[Stored items]
━━━━━━━━

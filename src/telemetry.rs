//! Telemetry initialization (tracing/tracing-subscriber).
//!
//! Behavior:
//! - LOG_LEVEL controls the filter (e.g. "debug" or detailed directives like
//!   "info,quiz=debug,recommend=debug,learnbuddy=debug,tower_http=info").
//! - LOG_FORMAT selects "pretty" (default) or "json" structured logs.
//!
//! Log targets used across the crate:
//! - `learnbuddy`: process lifecycle and collaborator calls
//! - `quiz`: sampling and grading
//! - `recommend`: course resolution and narration

use tracing_subscriber::EnvFilter;

const DEFAULT_DIRECTIVES: &str = "info,quiz=debug,recommend=debug,learnbuddy=debug,tower_http=info,axum=info";

pub fn init_tracing() {
    let filter = EnvFilter::try_from_env("LOG_LEVEL").unwrap_or_else(|_| EnvFilter::new(DEFAULT_DIRECTIVES));

    let builder = tracing_subscriber::fmt()
        .with_env_filter(filter)
        .with_target(true)
        .with_file(true)
        .with_line_number(true);

    // JSON and pretty produce different subscriber types, so init in each arm.
    match std::env::var("LOG_FORMAT").as_deref() {
        Ok("json") => {
            builder.json().init();
        }
        _ => {
            builder.init();
        }
    }
}
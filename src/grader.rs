//! Grading a submission against the canonical answer keys.

use std::collections::{HashMap, HashSet};

use tracing::{debug, instrument, warn};

use crate::domain::{AnswerKey, GradeResult, MissedQuestion, QuestionAnswer};
use crate::error::EngineError;
use crate::sources::QuestionBank;

/// Fetch the answer keys for the submitted ids (one query) and score the answers.
#[instrument(level = "info", skip(bank, answers), fields(answers = answers.len()))]
pub async fn grade(bank: &dyn QuestionBank, answers: &[QuestionAnswer]) -> Result<GradeResult, EngineError> {
  if answers.is_empty() {
    return Err(EngineError::InvalidInput("no answers submitted".into()));
  }

  let mut seen = HashSet::new();
  let ids: Vec<i64> = answers.iter().map(|a| a.question_id).filter(|id| seen.insert(*id)).collect();

  let keys = bank.answer_keys(&ids).await?;
  if keys.is_empty() {
    return Err(EngineError::NotFound("submitted quiz questions no longer exist".into()));
  }

  let result = score_answers(answers, &keys);
  if result.total < answers.len() as u32 {
    warn!(target: "quiz", submitted = answers.len(), matched = result.total, "Skipped answers with unknown question ids");
  }
  debug!(target: "quiz", score = result.score, total = result.total, missed = result.missed.len(), "Submission graded");
  Ok(result)
}

/// Pure scoring step. Answers whose id has no key are neither scored nor counted.
/// Comparison is exact and case-sensitive; duplicate ids are graded independently.
pub fn score_answers(answers: &[QuestionAnswer], keys: &[AnswerKey]) -> GradeResult {
  let lookup: HashMap<i64, &AnswerKey> = keys.iter().map(|k| (k.question_id, k)).collect();

  let mut result = GradeResult::default();
  for answer in answers {
    let Some(key) = lookup.get(&answer.question_id) else { continue };
    result.total += 1;
    if answer.selected_option == key.correct_option {
      result.score += 1;
    } else {
      result.missed.push(MissedQuestion {
        question_prompt: key.prompt.clone(),
        selected_option: answer.selected_option.clone(),
        correct_option: key.correct_option.clone(),
      });
    }
  }
  result
}
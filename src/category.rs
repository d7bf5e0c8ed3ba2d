//! Interest labels → question-bank taxonomy labels, plus the tracks we offer.

/// Tracks offered on the interests screen, matched by name against the catalog.
pub const TARGET_INTERESTS: [&str; 12] = [
  "AI Engineer",
  "Android Developer",
  "Back-End Developer JavaScript",
  "Data Scientist",
  "DevOps Engineer",
  "Front-End Web Developer",
  "Gen AI Engineer",
  "Google Cloud Professional",
  "iOS Developer",
  "MLOps Engineer",
  "Multi-Platform App Developer",
  "React Developer",
];

/// Interest display name → taxonomy label used by the question bank.
const CATEGORY_MAP: &[(&str, &str)] = &[
  ("AI Engineer", "Machine Learning"),
  ("Android Developer", "Android"),
  ("Back-End Developer JavaScript", "Web"),
  ("Back-End Developer Python", "machine learning"),
  ("Data Scientist", "Data"),
  ("DevOps Engineer", "Cloud Computing"),
  ("Front-End Web Developer", "Web"),
  ("Gen AI Engineer", "Machine Learning"),
  ("Google Cloud Professional", "Cloud Computing"),
  ("iOS Developer", "iOS"),
  ("MLOps Engineer", "Machine Learning"),
  ("Multi-Platform App Developer", "Mobile"),
  ("React Developer", "Web"),
];

/// Resolve an interest label to its taxonomy label. Unmapped labels resolve to themselves.
pub fn resolve(display_label: &str) -> &str {
  CATEGORY_MAP
    .iter()
    .find(|(name, _)| *name == display_label)
    .map(|(_, label)| *label)
    .unwrap_or(display_label)
}

#[cfg(test)]
mod tests {
  use super::*;

  #[test]
  fn maps_known_interests() {
    assert_eq!(resolve("Android Developer"), "Android");
    assert_eq!(resolve("DevOps Engineer"), "Cloud Computing");
    assert_eq!(resolve("Back-End Developer Python"), "machine learning");
  }

  #[test]
  fn unknown_interest_falls_back_to_itself() {
    assert_eq!(resolve("Rust Developer"), "Rust Developer");
  }

  #[test]
  fn lookup_is_exact() {
    assert_eq!(resolve("android developer"), "android developer");
  }

  #[test]
  fn every_target_interest_is_mapped() {
    for name in TARGET_INTERESTS {
      assert!(CATEGORY_MAP.iter().any(|(n, _)| *n == name), "{name} has no mapping");
    }
  }
}
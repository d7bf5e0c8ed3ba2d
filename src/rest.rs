//! Minimal PostgREST client used for both data services (catalog and question bank).
//!
//! Every call goes through `fetch_rows`, which renders a typed `RowQuery`, attaches the
//! service credentials and checks the status before decoding. Calls are instrumented with
//! the table and row counts (not contents).

use std::time::Duration;

use async_trait::async_trait;
use reqwest::header::{AUTHORIZATION, USER_AGENT};
use reqwest::Url;
use serde::de::DeserializeOwned;
use serde::Deserialize;
use tracing::{debug, instrument};

use crate::config::ServiceEndpoint;
use crate::domain::{AnswerKey, Course, Difficulty, InterestCategory, QuizQuestion};
use crate::error::UpstreamError;
use crate::query::RowQuery;
use crate::sources::{Catalog, ProgressSource, QuestionBank};

const QUESTIONS_TABLE: &str = "Tech Questions";
const PROGRESS_TABLE: &str = "Student Progress";
const LEARNING_PATHS_TABLE: &str = "learning_paths";
const COURSES_TABLE: &str = "courses";
const TUTORIALS_TABLE: &str = "tutorials";

#[derive(Clone)]
pub struct RestClient {
  client: reqwest::Client,
  base_url: String,
  api_key: String,
  /// Short service name used in logs ("catalog", "question_bank").
  service: &'static str,
}

impl RestClient {
  pub fn new(service: &'static str, endpoint: &ServiceEndpoint, timeout: Duration) -> Result<Self, UpstreamError> {
    let client = reqwest::Client::builder().timeout(timeout).build()?;
    Ok(Self { client, base_url: endpoint.base_url.clone(), api_key: endpoint.api_key.clone(), service })
  }

  fn table_url(&self, table: &str) -> Result<Url, UpstreamError> {
    let mut url = Url::parse(&self.base_url).map_err(|e| UpstreamError::Parse(format!("base url: {e}")))?;
    url
      .path_segments_mut()
      .map_err(|_| UpstreamError::Parse("base url cannot carry a path".into()))?
      .pop_if_empty()
      .push(table);
    Ok(url)
  }

  #[instrument(level = "debug", skip(self, query), fields(service = self.service, table = %query.table))]
  async fn fetch_rows<T: DeserializeOwned>(&self, query: &RowQuery) -> Result<Vec<T>, UpstreamError> {
    let url = self.table_url(&query.table)?;
    let res = self
      .client
      .get(url)
      .header(USER_AGENT, "learnbuddy-backend/0.1")
      .header("apikey", &self.api_key)
      .header(AUTHORIZATION, format!("Bearer {}", self.api_key))
      .query(&query.to_params())
      .send()
      .await?;
    let res = check_response(res).await?;
    let rows: Vec<T> = res.json().await?;
    debug!(target: "learnbuddy", service = self.service, table = %query.table, rows = rows.len(), "Rows fetched");
    Ok(rows)
  }
}

/// Map non-success statuses to `UpstreamError::Api`, keeping the body for diagnostics.
pub async fn check_response(res: reqwest::Response) -> Result<reqwest::Response, UpstreamError> {
  let status = res.status();
  if status.is_success() {
    return Ok(res);
  }
  let body = res.text().await.unwrap_or_default();
  Err(UpstreamError::Api { status: status.as_u16(), message: crate::util::trunc_for_log(&body, 300) })
}

// --- Row DTOs ---

#[derive(Deserialize)]
struct QuestionRow {
  id: i64,
  question_desc: String,
  option_1: String,
  option_2: String,
  option_3: String,
  option_4: String,
}

#[derive(Deserialize)]
struct AnswerKeyRow {
  id: i64,
  question_desc: String,
  correct_answer: String,
}

#[derive(Deserialize)]
struct PathRow {
  learning_path_id: i64,
  #[serde(default)]
  learning_path_name: Option<String>,
}

#[derive(Deserialize)]
struct CourseRow {
  #[serde(default)]
  course_id: Option<i64>,
  #[serde(default)]
  course_name: Option<String>,
}

#[derive(Deserialize)]
struct TutorialRow {
  tutorial_title: String,
}

#[async_trait]
impl QuestionBank for RestClient {
  async fn question_pool(
    &self,
    taxonomy_label: &str,
    difficulty: Difficulty,
    limit: usize,
  ) -> Result<Vec<QuizQuestion>, UpstreamError> {
    let query = RowQuery::table(QUESTIONS_TABLE)
      .select(&["id", "question_desc", "option_1", "option_2", "option_3", "option_4"])
      .eq("tech_category", taxonomy_label)
      .eq("difficulty", difficulty.as_str())
      .limit(limit);
    let rows: Vec<QuestionRow> = self.fetch_rows(&query).await?;
    Ok(
      rows
        .into_iter()
        .map(|r| QuizQuestion {
          id: r.id,
          prompt: r.question_desc,
          options: [r.option_1, r.option_2, r.option_3, r.option_4],
          difficulty,
          taxonomy_label: taxonomy_label.to_string(),
        })
        .collect(),
    )
  }

  async fn answer_keys(&self, ids: &[i64]) -> Result<Vec<AnswerKey>, UpstreamError> {
    let query = RowQuery::table(QUESTIONS_TABLE)
      .select(&["id", "question_desc", "correct_answer"])
      .any_of("id", ids.iter().copied());
    let rows: Vec<AnswerKeyRow> = self.fetch_rows(&query).await?;
    Ok(
      rows
        .into_iter()
        .map(|r| AnswerKey { question_id: r.id, prompt: r.question_desc, correct_option: r.correct_answer })
        .collect(),
    )
  }
}

#[async_trait]
impl Catalog for RestClient {
  async fn learning_path_id(&self, path_name: &str) -> Result<Option<i64>, UpstreamError> {
    let query = RowQuery::table(LEARNING_PATHS_TABLE)
      .select(&["learning_path_id"])
      .eq("learning_path_name", path_name)
      .limit(1);
    let rows: Vec<PathRow> = self.fetch_rows(&query).await?;
    Ok(rows.first().map(|r| r.learning_path_id))
  }

  async fn course_at_level(&self, path_id: i64, level_ordinal: u8) -> Result<Option<Course>, UpstreamError> {
    let query = RowQuery::table(COURSES_TABLE)
      .select(&["course_id", "course_name"])
      .eq("learning_path_id", path_id)
      .eq("course_level_str", i64::from(level_ordinal))
      .limit(1);
    let rows: Vec<CourseRow> = self.fetch_rows(&query).await?;
    // A row without a name is not a usable recommendation.
    Ok(rows.into_iter().next().and_then(|r| r.course_name.map(|name| Course { id: r.course_id, name })))
  }

  async fn interests(&self, names: &[&str]) -> Result<Vec<InterestCategory>, UpstreamError> {
    let query = RowQuery::table(LEARNING_PATHS_TABLE)
      .select(&["learning_path_id", "learning_path_name"])
      .any_of("learning_path_name", names.iter().copied());
    let rows: Vec<PathRow> = self.fetch_rows(&query).await?;
    Ok(
      rows
        .into_iter()
        .filter_map(|r| r.learning_path_name.map(|name| InterestCategory { id: r.learning_path_id, name }))
        .collect(),
    )
  }

  async fn tutorial_titles(&self, search: &str, limit: usize) -> Result<Vec<String>, UpstreamError> {
    let query = RowQuery::table(TUTORIALS_TABLE)
      .select(&["tutorial_title"])
      .ilike("tutorial_title", &search_pattern(search))
      .limit(limit);
    let rows: Vec<TutorialRow> = self.fetch_rows(&query).await?;
    Ok(rows.into_iter().map(|r| r.tutorial_title).collect())
  }
}

#[async_trait]
impl ProgressSource for RestClient {
  async fn progress_for(&self, email: &str) -> Result<Vec<serde_json::Value>, UpstreamError> {
    let query = RowQuery::table(PROGRESS_TABLE).eq("email", email);
    self.fetch_rows(&query).await
  }
}

/// Contains-match pattern where every gap between words is a wildcard.
fn search_pattern(search: &str) -> String {
  let words: Vec<&str> = search.split_whitespace().collect();
  format!("*{}*", words.join("*"))
}

#[cfg(test)]
mod tests {
  use super::*;

  fn mock_response(status: u16, body: &'static str) -> reqwest::Response {
    reqwest::Response::from(::http::Response::builder().status(status).body(body).unwrap())
  }

  fn client(base: &str) -> RestClient {
    let endpoint = ServiceEndpoint { base_url: base.into(), api_key: "k".into() };
    RestClient::new("test", &endpoint, Duration::from_secs(1)).unwrap()
  }

  #[tokio::test]
  async fn check_response_passes_success() {
    assert!(check_response(mock_response(200, "[]")).await.is_ok());
  }

  #[tokio::test]
  async fn check_response_maps_server_error() {
    let err = check_response(mock_response(503, "down")).await.unwrap_err();
    match err {
      UpstreamError::Api { status, message } => {
        assert_eq!(status, 503);
        assert_eq!(message, "down");
      }
      other => panic!("unexpected error: {other:?}"),
    }
  }

  #[test]
  fn table_url_encodes_spaces() {
    let url = client("https://bank.example/rest/v1").table_url(QUESTIONS_TABLE).unwrap();
    assert_eq!(url.as_str(), "https://bank.example/rest/v1/Tech%20Questions");
  }

  #[test]
  fn search_pattern_widens_gaps() {
    assert_eq!(search_pattern("android  view model"), "*android*view*model*");
  }
}
//! Minimal OpenAI-compatible chat client used as the narration backend.
//!
//! We only call chat.completions and request plain text. The default endpoint is Gemini's
//! OpenAI-compatible surface, but any compatible base URL works.
//! Calls are instrumented and log model names, latencies, and response sizes (not contents).
//!
//! NOTE: We never log the API key.

use std::time::{Duration, Instant};

use async_trait::async_trait;
use reqwest::header::{AUTHORIZATION, CONTENT_TYPE, USER_AGENT};
use serde::{Deserialize, Serialize};
use tracing::{info, instrument};

use crate::config::NarrationSettings;
use crate::error::NarrationError;
use crate::sources::Narrator;

const NARRATION_TIMEOUT: Duration = Duration::from_secs(30);

#[derive(Clone)]
pub struct ChatNarrator {
  pub client: reqwest::Client,
  pub api_key: String,
  pub base_url: String,
  pub model: String,
}

impl ChatNarrator {
  /// Construct the client if an API key is configured; otherwise return None.
  pub fn from_settings(settings: &NarrationSettings) -> Option<Self> {
    let api_key = settings.api_key.clone()?;
    let client = reqwest::Client::builder().timeout(NARRATION_TIMEOUT).build().ok()?;
    Some(Self { client, api_key, base_url: settings.base_url.clone(), model: settings.model.clone() })
  }

  /// Plain-text chat completion.
  #[instrument(level = "info", skip(self, system, user), fields(model = %self.model))]
  async fn chat_plain(&self, system: &str, user: &str, temperature: f32) -> Result<String, NarrationError> {
    let url = format!("{}/chat/completions", self.base_url);
    let req = ChatCompletionRequest {
      model: self.model.clone(),
      messages: vec![
        ChatMessageReq { role: "system".into(), content: system.into() },
        ChatMessageReq { role: "user".into(), content: user.into() },
      ],
      temperature,
    };

    let start = Instant::now();
    let res = self.client.post(&url)
      .header(USER_AGENT, "learnbuddy-backend/0.1")
      .header(CONTENT_TYPE, "application/json")
      .header(AUTHORIZATION, format!("Bearer {}", self.api_key))
      .json(&req).send().await?;

    if !res.status().is_success() {
      let status = res.status().as_u16();
      let body = res.text().await.unwrap_or_default();
      let message = extract_api_error(&body).unwrap_or(body);
      return Err(NarrationError::Api { status, message });
    }

    let body: ChatCompletionResponse = res.json().await?;
    if let Some(usage) = &body.usage {
      info!(prompt_tokens = ?usage.prompt_tokens, completion_tokens = ?usage.completion_tokens, total_tokens = ?usage.total_tokens, "Narration usage");
    }
    let text = first_choice_text(body);
    info!(elapsed = ?start.elapsed(), response_len = text.len(), "Narration received");
    if text.is_empty() {
      return Err(NarrationError::Empty);
    }
    Ok(text)
  }
}

#[async_trait]
impl Narrator for ChatNarrator {
  async fn narrate(&self, system: &str, instructions: &str) -> Result<String, NarrationError> {
    self.chat_plain(system, instructions, 0.7).await
  }
}

fn first_choice_text(body: ChatCompletionResponse) -> String {
  body.choices.into_iter().next()
    .and_then(|c| c.message.content)
    .unwrap_or_default().trim().to_string()
}

// --- Chat DTOs ---

#[derive(Serialize)]
struct ChatCompletionRequest {
  model: String,
  messages: Vec<ChatMessageReq>,
  temperature: f32,
}
#[derive(Serialize)]
struct ChatMessageReq { role: String, content: String }

#[derive(Deserialize)]
struct ChatCompletionResponse {
  choices: Vec<ChatChoice>,
  #[serde(default)] usage: Option<Usage>,
}
#[derive(Deserialize)]
struct ChatChoice { message: ChatMessageResp }
#[derive(Deserialize)]
struct ChatMessageResp { content: Option<String> }
#[derive(Deserialize)]
struct Usage {
  #[serde(default)] prompt_tokens: Option<u32>,
  #[serde(default)] completion_tokens: Option<u32>,
  #[serde(default)] total_tokens: Option<u32>,
}

/// Try to extract a clean error message from an OpenAI-style error body.
/// Gemini wraps the same shape in a one-element array.
fn extract_api_error(body: &str) -> Option<String> {
  #[derive(Deserialize)]
  struct EWrap { error: EObj }
  #[derive(Deserialize)]
  struct EObj { message: String }
  if let Ok(w) = serde_json::from_str::<EWrap>(body) {
    return Some(w.error.message);
  }
  serde_json::from_str::<Vec<EWrap>>(body).ok()?.into_iter().next().map(|w| w.error.message)
}
//! Typed row queries for the REST data services.
//!
//! Callers describe what they want (table, columns, `field op value` filters, limit);
//! only `RowQuery::to_params` knows the PostgREST query-string syntax.

#[derive(Clone, Copy, Debug, PartialEq, Eq)]
pub enum Op {
  /// Exact equality.
  Eq,
  /// Membership in a set of values.
  In,
  /// Case-insensitive pattern match (`*` is the wildcard).
  ILike,
}

#[derive(Clone, Debug, PartialEq, Eq)]
pub enum Value {
  Text(String),
  Int(i64),
  List(Vec<Value>),
}

impl From<&str> for Value {
  fn from(s: &str) -> Self { Value::Text(s.to_string()) }
}
impl From<String> for Value {
  fn from(s: String) -> Self { Value::Text(s) }
}
impl From<i64> for Value {
  fn from(n: i64) -> Self { Value::Int(n) }
}

#[derive(Clone, Debug, PartialEq, Eq)]
pub struct Filter {
  pub field: String,
  pub op: Op,
  pub value: Value,
}

#[derive(Clone, Debug, PartialEq, Eq)]
pub struct RowQuery {
  pub table: String,
  pub select: Vec<String>,
  pub filters: Vec<Filter>,
  pub limit: Option<usize>,
}

impl RowQuery {
  pub fn table(name: &str) -> Self {
    Self { table: name.to_string(), select: Vec::new(), filters: Vec::new(), limit: None }
  }

  pub fn select(mut self, columns: &[&str]) -> Self {
    self.select = columns.iter().map(|c| c.to_string()).collect();
    self
  }

  pub fn eq(self, field: &str, value: impl Into<Value>) -> Self {
    self.filter(field, Op::Eq, value.into())
  }

  pub fn any_of<V: Into<Value>>(self, field: &str, values: impl IntoIterator<Item = V>) -> Self {
    let list = values.into_iter().map(Into::into).collect();
    self.filter(field, Op::In, Value::List(list))
  }

  pub fn ilike(self, field: &str, pattern: &str) -> Self {
    self.filter(field, Op::ILike, Value::Text(pattern.to_string()))
  }

  pub fn limit(mut self, n: usize) -> Self {
    self.limit = Some(n);
    self
  }

  fn filter(mut self, field: &str, op: Op, value: Value) -> Self {
    self.filters.push(Filter { field: field.to_string(), op, value });
    self
  }

  /// Render as PostgREST query parameters (`field=op.value`, `select=`, `limit=`).
  pub fn to_params(&self) -> Vec<(String, String)> {
    let mut params = Vec::with_capacity(self.filters.len() + 2);
    for f in &self.filters {
      let rendered = match f.op {
        Op::Eq => format!("eq.{}", render_scalar(&f.value)),
        Op::ILike => format!("ilike.{}", render_scalar(&f.value)),
        Op::In => format!("in.({})", render_list(&f.value)),
      };
      params.push((f.field.clone(), rendered));
    }
    params.push(("select".to_string(), if self.select.is_empty() { "*".to_string() } else { self.select.join(",") }));
    if let Some(n) = self.limit {
      params.push(("limit".to_string(), n.to_string()));
    }
    params
  }
}

fn render_scalar(v: &Value) -> String {
  match v {
    Value::Text(s) => s.clone(),
    Value::Int(n) => n.to_string(),
    Value::List(items) => items.iter().map(render_scalar).collect::<Vec<_>>().join(","),
  }
}

// Text members are double-quoted so names containing commas or spaces stay intact.
fn render_list(v: &Value) -> String {
  match v {
    Value::List(items) => items
      .iter()
      .map(|item| match item {
        Value::Text(s) => format!("\"{}\"", s.replace('"', "\\\"")),
        other => render_scalar(other),
      })
      .collect::<Vec<_>>()
      .join(","),
    other => render_scalar(other),
  }
}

━━━━━━━━

§ **DESCRIPTION OF THE TASK**
If a line falls between the first line of the records and the line containing "use tracing_subscriber::EnvFilter;", inclusive, repeat it exactly; leave out all others.

§ **EXERCISE RESULT**
filename src/telemetry.rs
//! Telemetry initialization (tracing/tracing-subscriber).
//!
//! Behavior:
//! - LOG_LEVEL controls the filter (e.g. "debug" or detailed directives like
//!   "info,quiz=debug,recommend=debug,learnbuddy=debug,tower_http=info").
//! - LOG_FORMAT selects "pretty" (default) or "json" structured logs.
//!
//! Log targets used across the crate:
//! - `learnbuddy`: process lifecycle and collaborator calls
//! - `quiz`: sampling and grading
//! - `recommend`: course resolution and narration

use tracing_subscriber::EnvFilter;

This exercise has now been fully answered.